The company today carries about $3 billion in debt and has an annual burn rate of $3.3 billion, with cash reserves estimated to be less than $100 million. The company reported a net loss of $650.1 million in the final three months of 2023, and it delivered less than 35,000 cars for the entire year.
North Carolina has allocated $450 million for site preparation and infrastructure to support VinFast's operations in Chatham County, which include road improvements, sewer, and water infrastructure work at and around the site. It is not clear how much has been spent to date on the site about 30 miles southwest of Raleigh near the unincorporated town of Moncure.
Back in Georgia, state and local governments were projected to spend more than $125 million on the Rivian site near the community of Social Circle, which included buying the nearly 2,000-acre site. Additionally, Georgia officials paid over $32 million for "clearing and grading" the site as part of the incentive agreement with Rivian.
I can hear the defense now from certain state officials in defending the indefensible. "Well, at least we will have a ready site for another company if this project doesn't work out." Mind you, the shoe hasn't yet dropped with VinFast, but how can it not given the company's continuing losses and the current state of the EV market?
It's only a matter of time. The field will narrow. Only the legacy carmakers with all their aforementioned advantages/resources will be able to compete in the long term. In the meantime, billions will be squandered.
Lessons Learned and Moving Forward
If comparable blunders were made in the private sector, heads would roll. General Motors fired nine top executives at its self-driving vehicle subsidiary, Cruise, in December amid the safety probe, including Chief Operating Officer Gil West. Will such accountability happen in Georgia or North Carolina? Don't hold your breath.
What I find most ironic is that the economic development communities in Georgia and North Carolina are among the best in the nation. Both states have strong fundamentals for establishing manufacturing operations. But that didn't prevent them from speculating with taxpayer dollars.
U.S. Rep. Mike Collins, a Republican representing the area that included the Rivian site, joined local officials in opposing the deal in 2022, referring to it as “disastrous.” Following Rivian's announcement last week, Collins struck a sober tone, emphasizing caution in government intervention in the marketplace.

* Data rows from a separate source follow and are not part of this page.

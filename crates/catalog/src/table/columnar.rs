// SPDX-License-Identifier: AGPL-3.0-or-later
// Copyright (c) 2025 ReifyDB

use tabula_core::{
	encoding,
	encoding::binary::{Reader, Writer},
};

use crate::{
	codec::CodecConfig,
	descriptor::DescriptorDetail,
	table::{
		DefinitionStatement, SqlTableType, StructuralSignature, Table, TableBehavior, TableKind, ddl,
		signature::SignatureHasher,
		variant::{read_strings, write_strings},
	},
};

/// A table backed by a remote columnar store reached through its masters.
#[derive(Debug, Clone, Default, PartialEq, Eq)]
pub struct FederatedColumnarTable {
	pub master_addresses: Vec<String>,
	pub table_name: String,
	/// Identifier the remote store assigned to the table.
	pub table_id: String,
	pub range_columns: Vec<String>,
}

impl FederatedColumnarTable {
	pub fn new(master_addresses: Vec<String>, table_name: impl Into<String>, table_id: impl Into<String>) -> Self {
		Self {
			master_addresses,
			table_name: table_name.into(),
			table_id: table_id.into(),
			range_columns: Vec::new(),
		}
	}

	pub fn with_range_columns(mut self, columns: Vec<String>) -> Self {
		self.range_columns = columns;
		self
	}
}

impl TableBehavior for FederatedColumnarTable {
	fn kind(&self) -> TableKind {
		TableKind::FederatedColumnar
	}

	fn engine(&self) -> Option<&'static str> {
		None
	}

	fn sql_table_type(&self) -> SqlTableType {
		SqlTableType::BaseTable
	}

	fn comment(&self) -> &str {
		""
	}

	fn is_partitioned(&self) -> bool {
		!self.range_columns.is_empty()
	}

	fn descriptor_detail(&self) -> Option<DescriptorDetail> {
		Some(DescriptorDetail::FederatedColumnar {
			master_addresses: self.master_addresses.clone(),
			table_name: self.table_name.clone(),
			table_id: self.table_id.clone(),
		})
	}

	fn encode_properties(&self, writer: &mut Writer) -> encoding::Result<()> {
		write_strings(writer, &self.master_addresses)?;
		writer.write_str(&self.table_name)?;
		writer.write_str(&self.table_id)?;
		write_strings(writer, &self.range_columns)
	}

	fn decode_properties(&mut self, reader: &mut Reader<'_>, config: &CodecConfig) -> encoding::Result<()> {
		self.master_addresses = read_strings(reader, "master address", config.max_entries)?;
		self.table_name = reader.read_string()?;
		self.table_id = reader.read_string()?;
		self.range_columns = read_strings(reader, "range column", config.max_entries)?;
		Ok(())
	}
}

impl DefinitionStatement for FederatedColumnarTable {
	fn definition_statement(&self, table: &Table, namespace: &str) -> String {
		let masters = self.master_addresses.join(",");
		let properties = ddl::properties(
			"PROPERTIES",
			[("master_addresses", masters.as_str()), ("table_name", self.table_name.as_str())],
		);
		let mut sql = format!("{} ENGINE=KUDU\n", ddl::create_table(table, namespace));
		if !self.range_columns.is_empty() {
			let columns = self.range_columns.iter().map(String::as_str);
			sql.push_str(&format!("PARTITION BY RANGE({})\n", ddl::quoted_list(columns)));
		}
		sql.push_str(&properties);
		sql
	}
}

impl StructuralSignature for FederatedColumnarTable {
	fn feed_signature(&self, hasher: &mut SignatureHasher) {
		hasher.strs(self.master_addresses.iter().map(String::as_str));
		hasher.str(&self.table_name);
		hasher.str(&self.table_id);
		hasher.strs(self.range_columns.iter().map(String::as_str));
	}
}

#[cfg(test)]
mod tests {
	use tabula_core::interface::catalog::TableId;
	use tabula_type::Type;

	use super::*;
	use crate::column::Column;

	fn remote() -> FederatedColumnarTable {
		FederatedColumnarTable::new(
			vec!["m1:7051".to_string(), "m2:7051".to_string()],
			"impala::metrics",
			"a1b2c3",
		)
	}

	#[test]
	fn test_is_partitioned() {
		assert!(!remote().is_partitioned());
		assert!(remote().with_range_columns(vec!["ts".to_string()]).is_partitioned());
	}

	#[test]
	fn test_properties_round_trip() {
		let table = remote().with_range_columns(vec!["ts".to_string()]);
		let mut writer = Writer::new();
		table.encode_properties(&mut writer).unwrap();
		let bytes = writer.finish();

		let mut decoded = FederatedColumnarTable::default();
		let mut reader = Reader::new(&bytes);
		decoded.decode_properties(&mut reader, &CodecConfig::default()).unwrap();
		reader.finish().unwrap();
		assert_eq!(decoded, table);
	}

	#[test]
	fn test_definition_statement() {
		let table = Table::new(
			TableId(3),
			"metrics",
			Some(vec![Column::new("ts", Type::DateTime).key()]),
			remote().with_range_columns(vec!["ts".to_string()]),
		)
		.unwrap();
		assert_eq!(
			table.definition_statement("ops").unwrap(),
			"CREATE TABLE `ops`.`metrics` (\n  `ts` DATETIME NOT NULL COMMENT \"\"\n) ENGINE=KUDU\nPARTITION BY RANGE(`ts`)\nPROPERTIES (\n  \"master_addresses\" = \"m1:7051,m2:7051\",\n  \"table_name\" = \"impala::metrics\"\n)"
		);
	}
}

“As long as businesses create good-paying jobs in Georgia and my district, I’m in favor. But government must be cautious when picking winners and losers. The free market is a marvelous and fair device when allowed to work,” he told The Atlanta Journal-Constitution.
Amen to that Congressman.
Keep reading with a 7-day free trial
Subscribe to The Rising Tide to keep reading this post and get 7 days of free access to the full post archives.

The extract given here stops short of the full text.